YOUR GOAL
Using the data below, copy each line that includes the word "filename".

*** Opening MATERIAL FOR THE TASK ***

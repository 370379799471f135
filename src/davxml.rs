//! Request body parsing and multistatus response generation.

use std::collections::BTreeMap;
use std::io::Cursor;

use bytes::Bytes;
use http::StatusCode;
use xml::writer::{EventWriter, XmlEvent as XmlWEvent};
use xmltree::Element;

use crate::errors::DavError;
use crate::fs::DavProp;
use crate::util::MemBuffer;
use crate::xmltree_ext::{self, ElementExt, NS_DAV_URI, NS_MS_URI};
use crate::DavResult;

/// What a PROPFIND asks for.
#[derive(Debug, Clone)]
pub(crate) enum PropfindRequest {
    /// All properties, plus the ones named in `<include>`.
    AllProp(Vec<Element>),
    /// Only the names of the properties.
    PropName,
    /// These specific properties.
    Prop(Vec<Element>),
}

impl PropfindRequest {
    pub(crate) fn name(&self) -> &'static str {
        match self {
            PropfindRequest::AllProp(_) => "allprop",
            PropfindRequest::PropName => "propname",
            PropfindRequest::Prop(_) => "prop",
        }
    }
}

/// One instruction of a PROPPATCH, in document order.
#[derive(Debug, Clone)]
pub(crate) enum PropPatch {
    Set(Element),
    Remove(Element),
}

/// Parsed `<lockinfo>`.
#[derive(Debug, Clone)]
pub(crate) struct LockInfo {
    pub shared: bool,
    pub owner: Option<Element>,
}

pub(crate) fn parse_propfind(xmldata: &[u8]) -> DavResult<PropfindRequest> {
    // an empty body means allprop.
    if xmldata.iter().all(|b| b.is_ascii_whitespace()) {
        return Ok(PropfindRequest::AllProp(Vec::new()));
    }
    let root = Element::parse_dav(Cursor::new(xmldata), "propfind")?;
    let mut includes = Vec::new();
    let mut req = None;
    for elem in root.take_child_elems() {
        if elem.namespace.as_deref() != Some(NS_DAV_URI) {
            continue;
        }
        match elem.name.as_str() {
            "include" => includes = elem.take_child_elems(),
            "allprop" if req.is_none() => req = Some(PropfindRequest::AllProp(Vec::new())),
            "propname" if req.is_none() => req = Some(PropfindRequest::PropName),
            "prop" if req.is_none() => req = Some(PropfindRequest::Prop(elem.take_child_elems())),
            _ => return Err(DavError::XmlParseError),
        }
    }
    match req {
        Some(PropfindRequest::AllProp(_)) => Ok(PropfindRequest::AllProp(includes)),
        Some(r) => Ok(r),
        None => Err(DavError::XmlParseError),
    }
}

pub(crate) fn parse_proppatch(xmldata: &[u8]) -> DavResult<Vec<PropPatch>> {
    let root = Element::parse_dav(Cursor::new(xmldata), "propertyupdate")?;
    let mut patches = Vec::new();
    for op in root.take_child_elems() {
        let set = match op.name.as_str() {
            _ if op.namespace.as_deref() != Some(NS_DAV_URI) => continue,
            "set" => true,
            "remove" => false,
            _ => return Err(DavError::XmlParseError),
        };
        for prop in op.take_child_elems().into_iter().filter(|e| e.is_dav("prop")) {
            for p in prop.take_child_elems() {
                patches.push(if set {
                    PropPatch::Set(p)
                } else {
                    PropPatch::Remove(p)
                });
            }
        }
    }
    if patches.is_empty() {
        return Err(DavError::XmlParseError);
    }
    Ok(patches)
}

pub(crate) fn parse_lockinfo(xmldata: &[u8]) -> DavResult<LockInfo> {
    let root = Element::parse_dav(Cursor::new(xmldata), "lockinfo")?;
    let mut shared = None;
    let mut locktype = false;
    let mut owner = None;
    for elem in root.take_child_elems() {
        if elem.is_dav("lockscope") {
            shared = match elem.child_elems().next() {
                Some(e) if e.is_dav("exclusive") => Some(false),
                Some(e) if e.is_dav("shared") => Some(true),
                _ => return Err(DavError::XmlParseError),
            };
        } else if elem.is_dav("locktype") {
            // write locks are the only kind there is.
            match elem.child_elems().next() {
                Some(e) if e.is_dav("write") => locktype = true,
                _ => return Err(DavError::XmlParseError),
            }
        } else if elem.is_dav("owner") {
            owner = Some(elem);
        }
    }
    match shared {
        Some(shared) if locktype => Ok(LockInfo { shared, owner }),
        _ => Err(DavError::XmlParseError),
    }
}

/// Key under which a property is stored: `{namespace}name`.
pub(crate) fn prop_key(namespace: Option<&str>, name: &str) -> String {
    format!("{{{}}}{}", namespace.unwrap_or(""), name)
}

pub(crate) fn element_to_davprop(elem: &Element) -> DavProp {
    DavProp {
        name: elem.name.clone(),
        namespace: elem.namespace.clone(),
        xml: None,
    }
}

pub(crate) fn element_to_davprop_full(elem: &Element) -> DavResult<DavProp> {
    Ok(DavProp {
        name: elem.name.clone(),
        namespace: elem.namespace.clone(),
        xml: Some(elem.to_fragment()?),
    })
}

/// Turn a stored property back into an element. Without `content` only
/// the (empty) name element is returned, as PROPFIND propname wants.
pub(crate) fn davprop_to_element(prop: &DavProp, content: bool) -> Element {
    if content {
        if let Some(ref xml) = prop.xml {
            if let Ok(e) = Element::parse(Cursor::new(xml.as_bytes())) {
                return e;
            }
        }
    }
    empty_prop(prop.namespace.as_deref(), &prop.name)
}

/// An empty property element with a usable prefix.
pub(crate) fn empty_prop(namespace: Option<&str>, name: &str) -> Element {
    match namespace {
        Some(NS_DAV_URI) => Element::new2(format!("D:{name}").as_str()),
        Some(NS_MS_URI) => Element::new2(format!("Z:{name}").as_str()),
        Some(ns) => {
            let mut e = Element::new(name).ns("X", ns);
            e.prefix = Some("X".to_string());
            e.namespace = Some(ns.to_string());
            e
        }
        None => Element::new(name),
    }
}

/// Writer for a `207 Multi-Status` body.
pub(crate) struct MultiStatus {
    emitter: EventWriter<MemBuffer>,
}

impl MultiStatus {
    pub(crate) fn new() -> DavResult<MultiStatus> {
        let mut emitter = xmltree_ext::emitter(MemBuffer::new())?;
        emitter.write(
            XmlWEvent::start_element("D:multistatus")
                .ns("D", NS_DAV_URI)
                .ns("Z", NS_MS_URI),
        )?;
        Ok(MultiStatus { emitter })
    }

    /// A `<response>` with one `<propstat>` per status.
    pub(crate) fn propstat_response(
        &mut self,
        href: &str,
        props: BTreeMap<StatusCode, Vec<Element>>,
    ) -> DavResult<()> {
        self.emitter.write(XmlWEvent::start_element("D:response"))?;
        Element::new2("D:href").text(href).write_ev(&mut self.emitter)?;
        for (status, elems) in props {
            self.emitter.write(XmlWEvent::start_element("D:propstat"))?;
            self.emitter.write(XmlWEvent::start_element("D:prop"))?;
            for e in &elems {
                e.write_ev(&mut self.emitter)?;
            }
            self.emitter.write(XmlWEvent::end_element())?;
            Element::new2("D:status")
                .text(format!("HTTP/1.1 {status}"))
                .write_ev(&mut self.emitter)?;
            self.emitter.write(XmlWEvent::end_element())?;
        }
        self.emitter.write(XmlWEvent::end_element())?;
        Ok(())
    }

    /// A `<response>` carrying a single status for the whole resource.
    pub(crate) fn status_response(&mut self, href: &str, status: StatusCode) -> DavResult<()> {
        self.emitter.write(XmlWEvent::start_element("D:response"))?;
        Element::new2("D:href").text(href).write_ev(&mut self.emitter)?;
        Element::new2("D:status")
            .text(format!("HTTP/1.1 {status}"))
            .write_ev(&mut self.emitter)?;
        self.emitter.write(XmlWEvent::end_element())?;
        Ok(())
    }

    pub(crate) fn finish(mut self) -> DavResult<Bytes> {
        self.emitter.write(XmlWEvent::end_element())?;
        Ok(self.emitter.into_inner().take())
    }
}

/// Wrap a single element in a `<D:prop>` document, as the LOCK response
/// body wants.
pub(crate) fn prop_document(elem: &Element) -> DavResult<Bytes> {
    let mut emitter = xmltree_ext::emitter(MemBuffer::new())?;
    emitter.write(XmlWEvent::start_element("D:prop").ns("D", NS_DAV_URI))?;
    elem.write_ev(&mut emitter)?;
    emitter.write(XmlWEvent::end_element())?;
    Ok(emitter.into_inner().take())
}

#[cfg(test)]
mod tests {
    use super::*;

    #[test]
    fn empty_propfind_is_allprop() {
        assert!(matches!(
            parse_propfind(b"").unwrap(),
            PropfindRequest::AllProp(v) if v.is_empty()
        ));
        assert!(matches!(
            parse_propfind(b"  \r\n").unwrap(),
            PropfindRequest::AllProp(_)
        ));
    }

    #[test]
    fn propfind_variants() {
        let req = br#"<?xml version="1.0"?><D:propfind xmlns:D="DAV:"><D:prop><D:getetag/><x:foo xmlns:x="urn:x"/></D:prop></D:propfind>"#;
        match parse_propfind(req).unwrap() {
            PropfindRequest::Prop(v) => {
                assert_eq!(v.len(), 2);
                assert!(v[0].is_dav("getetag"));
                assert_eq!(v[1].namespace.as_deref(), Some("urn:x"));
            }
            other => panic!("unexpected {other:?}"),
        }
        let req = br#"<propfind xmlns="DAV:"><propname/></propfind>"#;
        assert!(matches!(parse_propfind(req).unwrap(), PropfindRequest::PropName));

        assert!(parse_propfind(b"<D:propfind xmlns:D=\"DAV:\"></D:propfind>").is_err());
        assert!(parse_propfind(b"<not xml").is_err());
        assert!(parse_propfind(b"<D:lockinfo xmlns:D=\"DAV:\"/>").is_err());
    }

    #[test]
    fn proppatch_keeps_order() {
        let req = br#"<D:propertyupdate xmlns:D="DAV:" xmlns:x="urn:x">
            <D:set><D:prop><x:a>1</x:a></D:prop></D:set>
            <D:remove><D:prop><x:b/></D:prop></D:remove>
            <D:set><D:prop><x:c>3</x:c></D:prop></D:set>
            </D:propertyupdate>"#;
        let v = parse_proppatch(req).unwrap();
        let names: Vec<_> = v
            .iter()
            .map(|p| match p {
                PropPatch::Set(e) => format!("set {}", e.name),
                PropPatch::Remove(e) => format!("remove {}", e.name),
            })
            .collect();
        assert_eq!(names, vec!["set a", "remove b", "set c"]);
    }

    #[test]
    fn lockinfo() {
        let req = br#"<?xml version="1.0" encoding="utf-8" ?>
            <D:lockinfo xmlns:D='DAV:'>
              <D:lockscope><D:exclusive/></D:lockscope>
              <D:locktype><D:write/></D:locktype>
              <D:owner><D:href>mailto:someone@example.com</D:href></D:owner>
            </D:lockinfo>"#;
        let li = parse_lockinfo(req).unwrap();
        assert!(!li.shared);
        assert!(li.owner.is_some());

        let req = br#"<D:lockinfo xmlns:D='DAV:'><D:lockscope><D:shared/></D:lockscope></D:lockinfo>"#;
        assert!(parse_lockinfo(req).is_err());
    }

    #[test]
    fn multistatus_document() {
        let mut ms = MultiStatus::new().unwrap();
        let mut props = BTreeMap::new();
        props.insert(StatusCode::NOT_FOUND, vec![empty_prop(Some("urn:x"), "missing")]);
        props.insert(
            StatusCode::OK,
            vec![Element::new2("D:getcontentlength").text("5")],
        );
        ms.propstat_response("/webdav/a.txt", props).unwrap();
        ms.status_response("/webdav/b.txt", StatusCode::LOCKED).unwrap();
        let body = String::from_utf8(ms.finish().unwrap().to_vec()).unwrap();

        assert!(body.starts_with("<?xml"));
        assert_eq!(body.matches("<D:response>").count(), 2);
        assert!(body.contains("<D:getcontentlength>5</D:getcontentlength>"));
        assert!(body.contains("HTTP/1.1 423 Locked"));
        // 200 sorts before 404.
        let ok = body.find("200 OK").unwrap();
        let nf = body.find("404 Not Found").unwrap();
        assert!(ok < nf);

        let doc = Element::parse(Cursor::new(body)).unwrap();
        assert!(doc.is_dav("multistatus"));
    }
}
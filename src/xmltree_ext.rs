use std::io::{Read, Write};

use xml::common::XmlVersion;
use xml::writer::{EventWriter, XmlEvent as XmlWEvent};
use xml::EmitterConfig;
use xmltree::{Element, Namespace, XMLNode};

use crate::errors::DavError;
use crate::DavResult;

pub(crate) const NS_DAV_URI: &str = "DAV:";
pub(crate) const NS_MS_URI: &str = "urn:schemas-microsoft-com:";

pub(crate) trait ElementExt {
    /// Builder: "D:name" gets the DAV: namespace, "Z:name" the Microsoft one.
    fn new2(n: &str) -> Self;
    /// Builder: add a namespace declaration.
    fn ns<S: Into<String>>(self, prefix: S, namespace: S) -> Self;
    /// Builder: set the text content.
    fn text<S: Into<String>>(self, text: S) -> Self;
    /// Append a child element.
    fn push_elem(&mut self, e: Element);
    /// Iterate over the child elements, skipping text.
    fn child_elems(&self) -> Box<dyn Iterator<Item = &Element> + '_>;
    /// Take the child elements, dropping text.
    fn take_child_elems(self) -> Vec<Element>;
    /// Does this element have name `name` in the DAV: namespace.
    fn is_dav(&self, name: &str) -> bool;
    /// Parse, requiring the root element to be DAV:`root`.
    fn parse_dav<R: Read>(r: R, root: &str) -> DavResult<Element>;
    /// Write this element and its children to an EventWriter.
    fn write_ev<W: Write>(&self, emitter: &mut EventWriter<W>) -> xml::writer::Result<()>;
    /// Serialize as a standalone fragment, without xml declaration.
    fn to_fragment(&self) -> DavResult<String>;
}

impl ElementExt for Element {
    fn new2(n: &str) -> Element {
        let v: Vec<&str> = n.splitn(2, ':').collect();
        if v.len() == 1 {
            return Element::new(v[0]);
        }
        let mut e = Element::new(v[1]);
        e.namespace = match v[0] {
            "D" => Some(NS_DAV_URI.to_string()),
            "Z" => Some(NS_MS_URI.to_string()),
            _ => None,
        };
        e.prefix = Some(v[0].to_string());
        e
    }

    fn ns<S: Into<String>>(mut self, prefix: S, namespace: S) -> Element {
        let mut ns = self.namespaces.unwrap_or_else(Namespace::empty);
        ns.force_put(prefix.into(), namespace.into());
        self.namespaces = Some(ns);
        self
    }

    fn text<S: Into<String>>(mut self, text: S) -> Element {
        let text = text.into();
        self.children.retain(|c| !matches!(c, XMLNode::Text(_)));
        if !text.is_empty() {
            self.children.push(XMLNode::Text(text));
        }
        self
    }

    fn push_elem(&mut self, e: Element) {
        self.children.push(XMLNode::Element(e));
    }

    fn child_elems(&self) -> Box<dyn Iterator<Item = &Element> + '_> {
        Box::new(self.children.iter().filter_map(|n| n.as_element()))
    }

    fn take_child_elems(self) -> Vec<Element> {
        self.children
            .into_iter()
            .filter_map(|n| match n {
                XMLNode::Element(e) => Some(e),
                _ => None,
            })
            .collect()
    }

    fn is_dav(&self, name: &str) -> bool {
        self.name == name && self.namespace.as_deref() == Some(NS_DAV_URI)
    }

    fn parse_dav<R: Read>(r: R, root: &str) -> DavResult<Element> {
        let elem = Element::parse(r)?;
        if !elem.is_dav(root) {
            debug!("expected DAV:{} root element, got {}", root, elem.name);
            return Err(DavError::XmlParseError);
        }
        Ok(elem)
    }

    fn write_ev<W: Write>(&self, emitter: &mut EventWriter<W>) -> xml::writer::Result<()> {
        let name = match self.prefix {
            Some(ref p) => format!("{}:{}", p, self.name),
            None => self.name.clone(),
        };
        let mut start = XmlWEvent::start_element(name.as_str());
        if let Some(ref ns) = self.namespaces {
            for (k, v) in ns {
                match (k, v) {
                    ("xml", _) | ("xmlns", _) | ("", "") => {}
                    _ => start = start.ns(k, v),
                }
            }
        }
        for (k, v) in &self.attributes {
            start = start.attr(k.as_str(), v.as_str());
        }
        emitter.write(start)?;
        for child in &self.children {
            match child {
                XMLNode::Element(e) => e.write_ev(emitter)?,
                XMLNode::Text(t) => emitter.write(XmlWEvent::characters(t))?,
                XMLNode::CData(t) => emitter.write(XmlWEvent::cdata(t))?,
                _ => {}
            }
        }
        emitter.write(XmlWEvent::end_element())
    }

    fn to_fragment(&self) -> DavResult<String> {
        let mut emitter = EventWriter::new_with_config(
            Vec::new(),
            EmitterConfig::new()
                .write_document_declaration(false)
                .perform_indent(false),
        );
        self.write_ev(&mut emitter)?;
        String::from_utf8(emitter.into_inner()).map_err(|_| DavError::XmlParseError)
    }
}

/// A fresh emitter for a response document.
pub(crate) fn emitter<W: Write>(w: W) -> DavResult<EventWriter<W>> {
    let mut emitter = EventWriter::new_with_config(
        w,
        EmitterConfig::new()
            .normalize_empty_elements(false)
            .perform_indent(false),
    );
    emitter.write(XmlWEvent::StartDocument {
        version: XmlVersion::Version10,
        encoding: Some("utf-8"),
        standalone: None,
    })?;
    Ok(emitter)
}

*** Closing MATERIAL FOR THE TASK ***

SOLUTION
filename src/davxml.rs
filename src/xmltree_ext.rs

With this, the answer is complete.